Anyway I went through those last five school years feeling very lonely, unable to make friends and feeling a misfit. Mum just found me a difficult person. She has even said in later years, that she never understood me. One day when I was maybe about fourteen/fifteen, mum and an aunt took me to Leicester on the train. I didn’t know why we were going and they never told me and as I never spoke much I never asked. I’d even got the day off school. Once in Leicester I found myself in a big room, with a strange Indian guy sitting in there. I was told to sit in the chair across the table from him and then mum and my aunt left the room. I didn’t know why I was left with this strange person. So when he asked me to speak, I didn’t know what to say. After a few minutes of silence, my chaperones were called back in and he’d given up on me. Mum was so angry with me. Looking back now and thinking on it, I guess the guy must have been some kind of psychiatrist.
I could’ve done a lot better at school. I was reasonably good at maths and French but I was never really given the chance to excel at anything. The only thing that I was encouraged by my parents to do was to work. They weren’t interested in my education, or me as a person. I was very much a person who needed encouragement to do well in something other than just work.

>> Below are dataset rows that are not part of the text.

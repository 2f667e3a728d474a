//! Request dispatcher (C7): the per-request pipeline auth → admit →
//! forward → meter → release.
//!
//! ```text
//! Received → Authenticated → Admitted → Forwarding → Metered → Responded
//!                  │              │             │
//!                  ▼              ▼             ▼
//!              Unauthorized   RateLimited   UpstreamError
//! ```

use std::sync::Arc;
use std::time::Duration;

use axum::body::{Body, Bytes};
use axum::http::{HeaderMap, HeaderValue, Method, StatusCode, header};
use axum::response::Response;
use gateway_core::{Error, Result};
use gateway_credential::{CredentialRecord, RequestShape};
use gateway_resilience::{AdmitDecision, AdmitToken, RateLimiter};
use serde_json::Value;
use tokio::sync::oneshot;
use tracing::{info, warn};

use crate::meter::SseForwarder;
use crate::state::GatewayState;

const NON_STREAMING_DEADLINE: Duration = Duration::from_secs(30);
const STREAMING_DEADLINE: Duration = Duration::from_secs(300);
const MAX_BUFFERED_BODY: usize = 64 * 1024 * 1024;

/// Extract the bearer credential from `Authorization: Bearer <key>`
/// (case-insensitive scheme) or `x-api-key`.
pub fn extract_api_key(headers: &HeaderMap) -> Option<String> {
    if let Some(value) = headers.get(header::AUTHORIZATION).and_then(|v| v.to_str().ok()) {
        let mut parts = value.splitn(2, ' ');
        let scheme = parts.next().unwrap_or_default();
        let token = parts.next().unwrap_or_default().trim();
        if scheme.eq_ignore_ascii_case("bearer") && !token.is_empty() {
            return Some(token.to_string());
        }
    }
    headers
        .get("x-api-key")
        .and_then(|v| v.to_str().ok())
        .map(str::to_string)
        .filter(|s| !s.is_empty())
}

/// Reduce a parsed OpenAI- or Anthropic-compatible request body to the
/// fields the estimator and the forwarder need.
fn request_shape(body: &Value) -> (RequestShape, bool) {
    let mut message_chars = 0usize;
    let mut message_count = 0usize;

    if let Some(messages) = body.get("messages").and_then(Value::as_array) {
        message_count = messages.len();
        for message in messages {
            message_chars += content_chars(message.get("content"));
        }
    }
    // Anthropic carries the system prompt outside `messages`; its
    // chars count toward the estimate even though it isn't a discrete
    // message for the per-message overhead.
    if let Some(system) = body.get("system") {
        message_chars += content_chars(Some(system));
    }

    let stream = body.get("stream").and_then(Value::as_bool).unwrap_or(false);
    let max_tokens = body.get("max_tokens").and_then(Value::as_u64);

    (
        RequestShape {
            message_chars,
            message_count,
            max_tokens,
        },
        stream,
    )
}

fn content_chars(content: Option<&Value>) -> usize {
    match content {
        Some(Value::String(s)) => s.chars().count(),
        Some(Value::Array(parts)) => parts
            .iter()
            .map(|part| part.get("text").and_then(Value::as_str).map_or(0, |s| s.chars().count()))
            .sum(),
        _ => 0,
    }
}

/// Scan a buffered (non-streaming) JSON response body for the
/// authoritative usage total. OpenAI reports `usage.total_tokens`;
/// Anthropic reports `usage.input_tokens` + `usage.output_tokens`.
fn extract_buffered_usage(body: &[u8]) -> Option<u64> {
    let value: Value = serde_json::from_slice(body).ok()?;
    let usage = value.get("usage")?;
    if let Some(total) = usage.get("total_tokens").and_then(Value::as_u64) {
        return Some(total);
    }
    let input = usage.get("input_tokens").and_then(Value::as_u64).unwrap_or(0);
    let output = usage.get("output_tokens").and_then(Value::as_u64).unwrap_or(0);
    Some(input + output)
}

/// Run the full request pipeline for one inbound call to `path`
/// (one of the proxy routes), returning the response to mirror back
/// to the client.
#[tracing::instrument(skip(state, headers, body), fields(path))]
pub async fn dispatch(
    state: Arc<GatewayState>,
    path: &'static str,
    headers: HeaderMap,
    body: Bytes,
) -> Result<Response> {
    // --- Authenticate -----------------------------------------------
    let key = extract_api_key(&headers)
        .ok_or_else(|| Error::Unauthorized { reason: "missing bearer credential".into() })?;

    let credential = state
        .find_credential(&key)
        .await?
        .ok_or_else(|| Error::Unauthorized { reason: "unknown credential".into() })?;

    let now = gateway_core::now();
    if credential.is_expired(now) {
        return Err(Error::Unauthorized { reason: "credential expired".into() });
    }

    let parsed: Value = serde_json::from_slice(&body)
        .map_err(|e| Error::BadRequest { reason: format!("invalid JSON body: {e}") })?;

    let model = parsed.get("model").and_then(Value::as_str).map(str::to_string);
    if let Some(model) = &model {
        if !credential.allows_model(model) {
            return Err(Error::Unauthorized {
                reason: format!("model '{model}' not permitted for this credential"),
            });
        }
    }

    let (shape, streaming) = request_shape(&parsed);
    let estimate = CredentialRecord::estimate_tokens(&shape);

    // --- Admit --------------------------------------------------------
    let lock = state.limiter.lock_key(&credential.key).await;
    let token = match RateLimiter::admit(&credential, estimate, now) {
        AdmitDecision::Admitted(token) => token,
        AdmitDecision::RateLimited { retry_after_ms } => {
            drop(lock);
            return Err(Error::RateLimited { retry_after_ms });
        }
    };

    // --- Acquire & forward ---------------------------------------------
    let guard = match state.pool.acquire().await {
        Ok(guard) => guard,
        Err(e) => {
            charge_zero(&state, &token).await;
            drop(lock);
            return Err(e);
        }
    };

    let deadline = if streaming { STREAMING_DEADLINE } else { NON_STREAMING_DEADLINE };
    let mut url = guard.base_url().clone();
    url.set_path(path);

    let send = guard
        .client()
        .request(Method::POST, url)
        .header(header::CONTENT_TYPE, "application/json")
        .body(body);

    let outcome = tokio::time::timeout(deadline, send.send()).await;
    guard.record_request();

    let response = match outcome {
        Err(_elapsed) => {
            charge_zero(&state, &token).await;
            drop(lock);
            state.pool.discard(guard);
            return Err(Error::UpstreamError { reason: "upstream request timed out".into(), status: None });
        }
        Ok(Err(e)) => {
            charge_zero(&state, &token).await;
            drop(lock);
            state.pool.discard(guard);
            return Err(Error::UpstreamError { reason: format!("transport error: {e}"), status: None });
        }
        Ok(Ok(response)) => response,
    };

    let status = response.status();
    let content_type = response
        .headers()
        .get(header::CONTENT_TYPE)
        .cloned()
        .unwrap_or_else(|| HeaderValue::from_static("application/json"));

    if !status.is_success() {
        charge_zero(&state, &token).await;
        drop(lock);
        let body = read_bounded_body(response).await.unwrap_or_default();
        warn!(%status, "upstream returned a non-success response");
        return Ok(mirror_response(status, content_type, Body::from(body)));
    }

    if streaming && content_type.to_str().unwrap_or_default().contains("event-stream") {
        return Ok(forward_streaming(state, token, lock, guard, status, content_type, response));
    }

    let body_bytes = match read_bounded_body(response).await {
        Ok(bytes) => bytes,
        Err(e) => {
            charge_zero(&state, &token).await;
            drop(lock);
            state.pool.discard(guard);
            return Err(e);
        }
    };

    let actual = extract_buffered_usage(&body_bytes).unwrap_or(token.estimated_tokens);
    let delta = RateLimiter::charge_delta(&token, actual);
    state.update_usage(&credential.key, delta, model.as_deref()).await?;
    drop(lock);

    info!(tokens = actual, "request metered");
    Ok(mirror_response(status, content_type, Body::from(body_bytes)))
}

/// Charge zero against an admitted-but-not-fulfilled reservation,
/// crediting the tenant the full estimate back. Best-effort: a
/// failure here is logged, not propagated, since the caller is
/// already unwinding with its own error.
async fn charge_zero(state: &GatewayState, token: &AdmitToken) {
    let delta = RateLimiter::charge_delta(token, 0);
    if let Err(e) = state.update_usage(&token.credential_key, delta, None).await {
        warn!(error = %e, "failed to release admission reservation after a post-admit failure");
    }
}

async fn read_bounded_body(response: reqwest::Response) -> Result<Vec<u8>> {
    use futures::StreamExt;
    let mut stream = response.bytes_stream();
    let mut buf = Vec::new();
    while let Some(chunk) = stream.next().await {
        let chunk = chunk.map_err(|e| Error::UpstreamError { reason: format!("reading upstream body: {e}"), status: None })?;
        if buf.len() + chunk.len() > MAX_BUFFERED_BODY {
            return Err(Error::BadRequest { reason: "upstream response exceeded 64 MiB buffer bound".into() });
        }
        buf.extend_from_slice(&chunk);
    }
    Ok(buf)
}

fn mirror_response(status: StatusCode, content_type: HeaderValue, body: Body) -> Response {
    Response::builder()
        .status(status)
        .header(header::CONTENT_TYPE, content_type)
        .body(body)
        .expect("status and content-type are always valid for a response")
}

/// Build the streaming response: an [`SseForwarder`] relays bytes to
/// the client while scanning for usage; a background task awaits its
/// outcome and performs the charge + storage write once the stream
/// ends, holding the per-key lock and the pool guard alive until then.
#[tracing::instrument(skip(state, lock, guard, status, content_type, response), fields(credential_key = %token.credential_key))]
fn forward_streaming(
    state: Arc<GatewayState>,
    token: AdmitToken,
    lock: tokio::sync::OwnedMutexGuard<()>,
    guard: gateway_pool::Guard<gateway_pool::UpstreamConnection>,
    status: StatusCode,
    content_type: HeaderValue,
    response: reqwest::Response,
) -> Response {
    let (tx, rx) = oneshot::channel();
    let forwarder = SseForwarder::new(response.bytes_stream(), token.estimated_tokens, tx, state.buffer_pool.clone());

    tokio::spawn(async move {
        let _guard = guard;
        let _lock = lock;
        let outcome = rx.await.unwrap_or(crate::meter::MeterOutcome { tokens: token.estimated_tokens });
        let delta = RateLimiter::charge_delta(&token, outcome.tokens);
        if let Err(e) = state.update_usage(&token.credential_key, delta, None).await {
            warn!(error = %e, "failed to record streamed usage");
        } else {
            info!(tokens = outcome.tokens, "streaming request metered");
        }
    });

    mirror_response(status, content_type, Body::from_stream(forwarder))
}
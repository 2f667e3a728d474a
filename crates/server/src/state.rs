//! Dependency-injected request context, built once at startup.

use std::sync::Arc;
use std::sync::atomic::{AtomicU64, Ordering};

use arc_swap::ArcSwapOption;
use gateway_core::{Error, Result};
use gateway_credential::store::file::FileStore;
use gateway_credential::store::sql::SqlStore;
use gateway_credential::{CacheConfig, CredentialCache, CredentialRecord, CredentialStats, CredentialStore};
use gateway_pool::{BufferPool, Pool, PoolConfig, UpstreamConfig, UpstreamConnection};
use gateway_resilience::{Backend, FallbackConfig, FallbackController, RateLimiter};
use tokio_util::sync::CancellationToken;
use url::Url;

use crate::config::GatewayConfig;

/// Shared, dependency-injected context handed to every request handler.
///
/// Constructed once at startup (or fresh per test case); holds no
/// global statics.
pub struct GatewayState {
    /// Resolved configuration.
    pub config: GatewayConfig,
    /// SQL-backed store, present whenever `config.use_sql_backend()` and
    /// the last connection attempt (initial or reconnect-probe) succeeded.
    /// Swapped in by the background reconnect loop, so it's an
    /// `ArcSwapOption` rather than a plain field set once at startup.
    pub sql_store: Arc<ArcSwapOption<SqlStore>>,
    /// File-backed store, always present as the fallback target.
    pub file_store: Arc<FileStore>,
    /// Front-end lookup cache, `None` when `CACHE_ENABLED=false`.
    pub cache: Option<Arc<CredentialCache>>,
    /// Primary/fallback backend selector.
    pub fallback: Arc<FallbackController>,
    /// Rolling-window admission/charge engine.
    pub limiter: Arc<RateLimiter>,
    /// Pooled upstream HTTP connections.
    pub pool: Arc<Pool<UpstreamConnection>>,
    /// Tiered scratch buffers backing the SSE forwarder's read loop.
    pub buffer_pool: Arc<BufferPool>,
    /// Count of `file_store` writes currently in flight. The reconnect
    /// loop's probe consults this before promoting back to `Primary`,
    /// so a promotion never races a write that is still landing on the
    /// fallback backend.
    file_writes_in_flight: Arc<AtomicU64>,
    shutdown: CancellationToken,
}

impl GatewayState {
    /// Build the full dependency graph: storage backends, cache,
    /// fallback controller, limiter, and the upstream connection pool.
    /// Returns `Unavailable` if both configured storage paths fail to
    /// initialize (maps to exit code 1 in `main`).
    pub async fn build(config: GatewayConfig) -> Result<Self> {
        let file_store = Arc::new(FileStore::new(config.data_file.clone()));
        file_store.initialize().await?;

        let sql_conn = if config.use_sql_backend() {
            Some(
                config
                    .sql_connection_string()
                    .ok_or_else(|| Error::internal("use_sql_backend true but no connection string"))?,
            )
        } else {
            None
        };

        let sql_store = if let Some(conn) = &sql_conn {
            match SqlStore::connect(conn).await {
                Ok(store) => {
                    store.initialize().await?;
                    Some(Arc::new(store))
                }
                Err(e) if config.storage_fallback_enabled => {
                    tracing::warn!(error = %e, "sql backend unreachable at startup, starting in fallback");
                    None
                }
                Err(e) => return Err(e),
            }
        } else {
            None
        };
        let sql_store = Arc::new(ArcSwapOption::from(sql_store));

        let fallback = Arc::new(FallbackController::new(FallbackConfig {
            enabled: config.storage_fallback_enabled,
            retry_interval_ms: config.storage_fallback_retry_interval_ms,
            ..FallbackConfig::default()
        }));
        if config.use_sql_backend() && sql_store.load().is_none() {
            fallback.record_sql_failure();
            fallback.record_sql_failure();
            fallback.record_sql_failure();
        }

        let file_writes_in_flight = Arc::new(AtomicU64::new(0));

        let shutdown = CancellationToken::new();
        if let Some(conn) = sql_conn {
            if config.storage_fallback_enabled {
                spawn_reconnect_loop(
                    conn,
                    sql_store.clone(),
                    fallback.clone(),
                    file_store.clone(),
                    file_writes_in_flight.clone(),
                    shutdown.clone(),
                );
            }
        }

        let cache = config
            .cache_enabled
            .then(|| Arc::new(CredentialCache::new(CacheConfig {
                positive_ttl: config.cache_ttl(),
                ..CacheConfig::default()
            })));

        let base_url = Url::parse(&config.upstream_base_url)
            .map_err(|e| Error::internal(format!("invalid UPSTREAM_BASE_URL: {e}")))?;
        let pool = Arc::new(
            Pool::<UpstreamConnection>::new(
                PoolConfig {
                    min_connections: config.pool_min_connections,
                    max_connections: config.pool_max_connections,
                    acquire_timeout: config.pool_acquire_timeout(),
                    ..PoolConfig::default()
                },
                UpstreamConfig {
                    base_url,
                    request_timeout: std::time::Duration::from_secs(300),
                },
            )
            .await?,
        );
        pool.spawn_maintenance();

        Ok(Self {
            config,
            sql_store,
            file_store,
            cache,
            fallback,
            limiter: Arc::new(RateLimiter::new()),
            pool,
            buffer_pool: Arc::new(BufferPool::new()),
            file_writes_in_flight,
            shutdown,
        })
    }

    /// Apply `update_usage` against the file backend, tracked as
    /// in-flight for the duration of the call so a concurrent reconnect
    /// probe never promotes back to `Primary` mid-write.
    async fn write_file_store(
        &self,
        key: &str,
        tokens_used: i64,
        model: Option<&str>,
        now: chrono::DateTime<chrono::Utc>,
    ) -> Result<()> {
        self.file_writes_in_flight.fetch_add(1, Ordering::AcqRel);
        let result = self.file_store.update_usage(key, tokens_used, model, now).await;
        self.file_writes_in_flight.fetch_sub(1, Ordering::AcqRel);
        result
    }

    /// Which storage backend is authoritative right now.
    #[must_use]
    pub fn active_backend(&self) -> Backend {
        if self.sql_store.load().is_none() {
            return Backend::Fallback;
        }
        self.fallback.current_backend()
    }

    /// Look up a credential by key, going through the cache first.
    pub async fn find_credential(&self, key: &str) -> Result<Option<Arc<CredentialRecord>>> {
        if let Some(cache) = &self.cache {
            if let Some(entry) = cache.get(key).await {
                return Ok(entry);
            }
        }

        let found = self.find_credential_uncached(key).await?;

        if let Some(cache) = &self.cache {
            match &found {
                Some(record) => cache.insert_found(key.to_string(), record.clone()).await,
                None => cache.insert_not_found(key.to_string()).await,
            }
        }

        Ok(found)
    }

    async fn find_credential_uncached(&self, key: &str) -> Result<Option<Arc<CredentialRecord>>> {
        match self.active_backend() {
            Backend::Primary => {
                let store = self
                    .sql_store
                    .load_full()
                    .expect("active_backend only returns Primary when sql_store is Some");
                match store.find(key).await {
                    Ok(found) => {
                        self.fallback.record_sql_success();
                        Ok(found.map(Arc::new))
                    }
                    Err(e) => {
                        self.fallback.record_sql_failure();
                        if self.config.storage_fallback_enabled {
                            Ok(self.file_store.find(key).await?.map(Arc::new))
                        } else {
                            Err(e)
                        }
                    }
                }
            }
            Backend::Fallback => Ok(self.file_store.find(key).await?.map(Arc::new)),
        }
    }

    /// Apply a usage delta to `key`'s record and invalidate the cache
    /// entry so the next lookup observes the update.
    pub async fn update_usage(&self, key: &str, tokens_used: i64, model: Option<&str>) -> Result<()> {
        let now = gateway_core::now();
        let result = match self.active_backend() {
            Backend::Primary => {
                let store = self
                    .sql_store
                    .load_full()
                    .expect("active_backend only returns Primary when sql_store is Some");
                match store.update_usage(key, tokens_used, model, now).await {
                    Ok(()) => {
                        self.fallback.record_sql_success();
                        Ok(())
                    }
                    Err(e) => {
                        self.fallback.record_sql_failure();
                        if self.config.storage_fallback_enabled {
                            self.write_file_store(key, tokens_used, model, now).await
                        } else {
                            Err(e)
                        }
                    }
                }
            }
            Backend::Fallback => self.write_file_store(key, tokens_used, model, now).await,
        };

        if let Some(cache) = &self.cache {
            cache.invalidate(key).await;
        }

        result
    }

    /// Derived usage view for `GET /stats`. Reads the active backend
    /// directly, bypassing the credential cache — an infrequent,
    /// tenant-facing call doesn't need that extra layer.
    pub async fn stats(&self, key: &str) -> Result<Option<CredentialStats>> {
        match self.active_backend() {
            Backend::Primary => {
                let store = self
                    .sql_store
                    .load_full()
                    .expect("active_backend only returns Primary when sql_store is Some");
                match store.stats(key).await {
                    Ok(found) => {
                        self.fallback.record_sql_success();
                        Ok(found)
                    }
                    Err(e) => {
                        self.fallback.record_sql_failure();
                        if self.config.storage_fallback_enabled {
                            self.file_store.stats(key).await
                        } else {
                            Err(e)
                        }
                    }
                }
            }
            Backend::Fallback => self.file_store.stats(key).await,
        }
    }

    /// Signal background tasks (pool maintenance, fallback reconnect)
    /// to stop.
    pub fn shutdown(&self) {
        self.shutdown.cancel();
        self.pool.shutdown();
    }

    /// Token shared with background tasks spawned alongside this state.
    #[must_use]
    pub fn shutdown_token(&self) -> CancellationToken {
        self.shutdown.clone()
    }
}

/// Background task that probes the SQL backend every
/// `storage_fallback_retry_interval_ms` while the controller is on
/// [`Backend::Fallback`]. A probe is a full reconnect-and-initialize
/// attempt against `conn`; on success the freshly connected store is
/// swapped in, but the probe only reports success — and so only lets
/// `run_reconnect_loop` call `record_sql_success` to flip the
/// controller back to `Primary` — once `file_writes_in_flight` reads
/// zero, so the promotion never races a write still landing on the
/// fallback backend. Each probe tick is also used as the opportunity
/// to compact the file backend (drop fully-expired usage windows)
/// since it's the one periodic hook already running while the gateway
/// is in fallback mode, the only time the file backend sees write
/// traffic.
fn spawn_reconnect_loop(
    conn: String,
    sql_store: Arc<ArcSwapOption<SqlStore>>,
    fallback: Arc<FallbackController>,
    file_store: Arc<FileStore>,
    file_writes_in_flight: Arc<AtomicU64>,
    shutdown: CancellationToken,
) {
    tokio::spawn(async move {
        fallback
            .run_reconnect_loop(
                || {
                    let conn = conn.clone();
                    let sql_store = sql_store.clone();
                    let file_store = file_store.clone();
                    let file_writes_in_flight = file_writes_in_flight.clone();
                    async move {
                        if let Err(e) = file_store.compact(gateway_core::now()).await {
                            tracing::warn!(error = %e, "opportunistic file-backend compaction failed");
                        }

                        let reconnected = match SqlStore::connect(&conn).await {
                            Ok(store) => match store.initialize().await {
                                Ok(()) => {
                                    sql_store.store(Some(Arc::new(store)));
                                    true
                                }
                                Err(e) => {
                                    tracing::warn!(error = %e, "sql reconnect probe: initialize failed");
                                    false
                                }
                            },
                            Err(e) => {
                                tracing::warn!(error = %e, "sql reconnect probe: connect failed");
                                false
                            }
                        };

                        if reconnected && file_writes_in_flight.load(Ordering::Acquire) != 0 {
                            tracing::debug!(
                                "sql reconnect probe succeeded but deferring promotion: file-backend write in flight"
                            );
                            return false;
                        }
                        reconnected
                    }
                },
                shutdown,
            )
            .await;
    });
}
//! Generic async resource pool, specialised to pooled upstream HTTP
//! connections.

pub mod buffer;
pub mod guard;
pub mod pool;
pub mod upstream;

pub use buffer::{BufferPool, PooledBuffer};
pub use guard::Guard;
pub use pool::{Pool, PoolConfig, PoolStats, Resource};
pub use upstream::{UpstreamConfig, UpstreamConnection};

At sixteen I knew nothing about friendship, boys, or the world. I was spat out of school and didn’t know what I was to do. It was a pretty frightening prospect. I was totally put off the thought of work and I certainly didn’t want to work in a factory. That was something I did know. I had seen how unhappy my parents had been and had endured the work myself. That said, the first job I was thrown into was a factory. Thankfully I got sacked on my very first day. The lady told me I wasn’t suitable. Others said later that she just didn’t like me. Not that I was sad anyway.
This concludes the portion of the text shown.